Comparing costs of home- versus hospital-based treatment of infections in adults in a specialist cystic fibrosis center

Int J Technol Assess Health Care. 2005 Fall;21(4):506-10. doi: 10.1017/S0266462305050701.


Objectives: This study aimed to produce valid patient-based UK National Health Service (NHS) costs for adults with cystic fibrosis to identify differences between hospital- and home-based treatments for infections.

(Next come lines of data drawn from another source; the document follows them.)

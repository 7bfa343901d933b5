//! Error types for the sync engine.

use crate::cache::CacheError;
use larder_protocol::Version;
use larder_store::StoreError;
use thiserror::Error;

/// Result type for sync operations.
pub type SyncResult<T> = Result<T, SyncError>;

/// Errors that can occur during sync operations.
///
/// Not every variant is a fault: [`SyncError::StaleWrite`] is the
/// expected signal that another device wrote first and is routed into
/// the conflict workflow rather than reported as a failure. No error
/// path discards local edits.
#[derive(Debug, Error)]
pub enum SyncError {
    /// Network or transport failure; pending changes are preserved.
    #[error("remote store unavailable: {message}")]
    RemoteUnavailable {
        /// Error message.
        message: String,
        /// Whether the operation can be retried.
        retryable: bool,
    },

    /// A push was rejected because the stored version is newer than the
    /// version this device last observed.
    #[error("stale write: remote record is at version {current_version}")]
    StaleWrite {
        /// The version currently stored remotely.
        current_version: Version,
    },

    /// The access code was revoked; the session has been torn down.
    #[error("session invalidated: access code was revoked")]
    SessionInvalidated,

    /// The supplied secret does not match the stored credential hash,
    /// or no hash is stored. Nothing was mutated.
    #[error("credential rejected")]
    CredentialRejected,

    /// The remote record exists but fails shape validation. Local state
    /// is never discarded in response.
    #[error("corrupt remote record: {reason}")]
    CorruptRemote {
        /// Description of the corruption.
        reason: String,
    },

    /// The operation needs an active session.
    #[error("no active session")]
    NoSession,

    /// A session is already active.
    #[error("a session is already active")]
    SessionActive,

    /// The operation needs a pending conflict.
    #[error("no conflict pending")]
    NoConflict,

    /// The local durable cache failed.
    #[error("replica cache error: {0}")]
    Cache(#[from] CacheError),
}

impl SyncError {
    /// Returns true if retrying the operation may succeed.
    pub fn is_retryable(&self) -> bool {
        matches!(
            self,
            SyncError::RemoteUnavailable {
                retryable: true,
                ..
            }
        )
    }

    /// Returns true if this error ends the current session.
    pub fn is_session_ending(&self) -> bool {
        matches!(self, SyncError::SessionInvalidated)
    }
}

impl From<StoreError> for SyncError {
    fn from(err: StoreError) -> Self {
        match err {
            StoreError::Unavailable { message, retryable } => {
                SyncError::RemoteUnavailable { message, retryable }
            }
            StoreError::Corrupt { reason } => SyncError::CorruptRemote { reason },
        }
    }
}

Methods: A costing study was carried out in adults with cystic fibrosis (CF) in the United Kingdom, who required intravenous antibiotic treatments for respiratory infections, administered either at home or in the hospital. The perspective was that of the NHS hospital trust. Data were collected retrospectively for each patient for 1 year using clinical records. Data were collected for 116 adults with CF between 2000 and 2001, when 42,382 treatment days (454 courses) of intravenous antibiotics were administered; 213 courses with intention-to-treat at home and 241 courses with intention-to-treat in the hospital. The mean length of a course was 15.3 days.

Results: Patients who had >60 percent of courses at home over 1 year had a mean cost of 13,528 UK pounds, compared with 22,609 pounds for patients who had > 60 percent of courses in the hospital, and a mean cost of 19,927 UK pounds for patients who had an equal mix of home and hospital care (p = .0001).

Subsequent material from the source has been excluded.